= Souhegan Wood Products =

Souhegan Wood Products, or SWP, is a company located in Wilton, New Hampshire, that specializes in the manufacture and distribution of a variety of recycled wood products.

==History==
Souhegan Wood Products (SWP) was founded in 1941 when C. Randolph "Randy" Myer purchased a sawmill and began running a dressing mill in order to process some of the two billion trees downed by the New England Hurricane of 1938. The name "Souhegan" is derived from the nearby Souhegan River, a tributary of the Merrimack River. During this period, the amount of wood going to waste was overwhelming, and solutions to wood waste were in high demand. Randolph Myer, a 1924 graduate as a mechanical engineer of MIT, became interested in using wood waste from lumbering operations after working for Longbelle Lumber Company, out of Texas, on their operations in Washington state. There he observed the amount of waste remaining after processing. During World War II, SWP manufactured ammunition boxes for the government. The war also created such a sharp demand for lumber that SWP was distributing wood nearly as a fast as it was cut, not allowing the wood time to dry. Myer built a dry kiln, where wood could dry as rapidly as five days. By 1944, the company had developed a particle board called "Plaswood" that they manufactured until 1954, when the company expanded its manufacture of molded products.

==Location==
Souhegan Wood Products is housed at the Souhegan Mills, located in the town of Wilton in Hillsborough County, New Hampshire.
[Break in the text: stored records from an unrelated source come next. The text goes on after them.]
//! Subcommand handlers. `main.rs` parses arguments and dispatches here.

pub mod check;
pub mod routes;
pub mod solve;

use std::io::{self, Read};
use std::path::Path;

use anyhow::{Context, Result};
use tracing::debug;

use antfarm_lib::{load_farm, parse_farm, Farm};

/// Load a farm from `path`, or from stdin when `path` is `-`.
pub fn load_input(path: &Path) -> Result<Farm> {
    if path.as_os_str() == "-" {
        debug!("reading farm from stdin");
        let mut text = String::new();
        io::stdin()
            .read_to_string(&mut text)
            .context("failed to read farm from stdin")?;
        return parse_farm(&text).context("invalid farm on stdin");
    }

    load_farm(path).with_context(|| format!("failed to load farm from {}", path.display()))
}
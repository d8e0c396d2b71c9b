//! Shared helpers for the integration tests.

use std::path::PathBuf;

use antfarm_lib::{load_farm, Farm, Graph, GraphBuilder};

/// Directory holding the `.map` fixtures shared with the CLI tests.
#[allow(dead_code)]
pub fn fixtures_dir() -> PathBuf {
    PathBuf::from(env!("CARGO_MANIFEST_DIR")).join("../../docs/fixtures")
}

/// Load a fixture by file name, panicking if it fails to parse.
#[allow(dead_code)]
pub fn load_fixture(name: &str) -> Farm {
    load_farm(&fixtures_dir().join(name)).expect("fixture loads")
}

/// Build a graph from room indices. Room 0 is start and room 1 is end;
/// other rooms are named `r<index>`.
#[allow(dead_code)]
pub fn graph_from_edges(rooms: usize, edges: &[(usize, usize)]) -> Graph {
    let mut builder = GraphBuilder::default();
    let names: Vec<String> = (0..rooms)
        .map(|index| match index {
            0 => "start".to_string(),
            1 => "end".to_string(),
            _ => format!("r{index}"),
        })
        .collect();
    let ids: Vec<_> = names
        .iter()
        .enumerate()
        .map(|(index, name)| {
            builder
                .add_room(name, index as i64, 0)
                .expect("unique room")
        })
        .collect();
    for &(a, b) in edges {
        if a != b {
            builder
                .add_tunnel(&names[a], &names[b])
                .expect("known rooms");
        }
    }
    builder.set_start(ids[0]).set_end(ids[1]);
    builder.build().expect("start and end set")
}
Wilton is located approximately 60 mi northwest of Boston and 45 mi southwest of Concord, the capital of New Hampshire. The mill was built in 1925 by the Souhegan Apple Packing Association for the sorting, storage, and packing of apples. In 1938 David Whiting and Sons purchased the property and turned it into a dressing mill. C. Randolph Myer purchased the mill in 1941 and installed a dry kiln; both the kiln and the mill burned in a fierce fire in 1944. The mill was rebuilt in the same year, and Souhegan Wood Products returned to the manufacture of ammunition boxes for the army.

==Wood Recycling==
Souhegan Wood Products acquires all of its waste wood from a variety of woodworking enterprises within 100 miles of its Wilton facility. In its 65-year history, SWP has produced a diverse array of wood products, including bases for brushes, wheel rims for tea carts, and Banjo heads. Currently SWP focuses on the manufacture of Belt-Winding shells, "Corsaver" core-plugs, center-hole core plugs, casket tops, as well as veneered casket tops. The Belt-winding cores are made from graded and softwood particles, combined under heat and pressure. They are extruded cylinders of graded wood particles compounded with high strength resins and square center holes.

==Present==
Souhegan Wood Products is in its fourth generation of family ownership. Current design developments include paper plugs, as well as a staved extruded core that provides both high beam and compression strength. Today, SWP ships its products nationally and internationally to customers in Mexico, Canada, England, the Netherlands, Taiwan, Malaysia, and South Korea.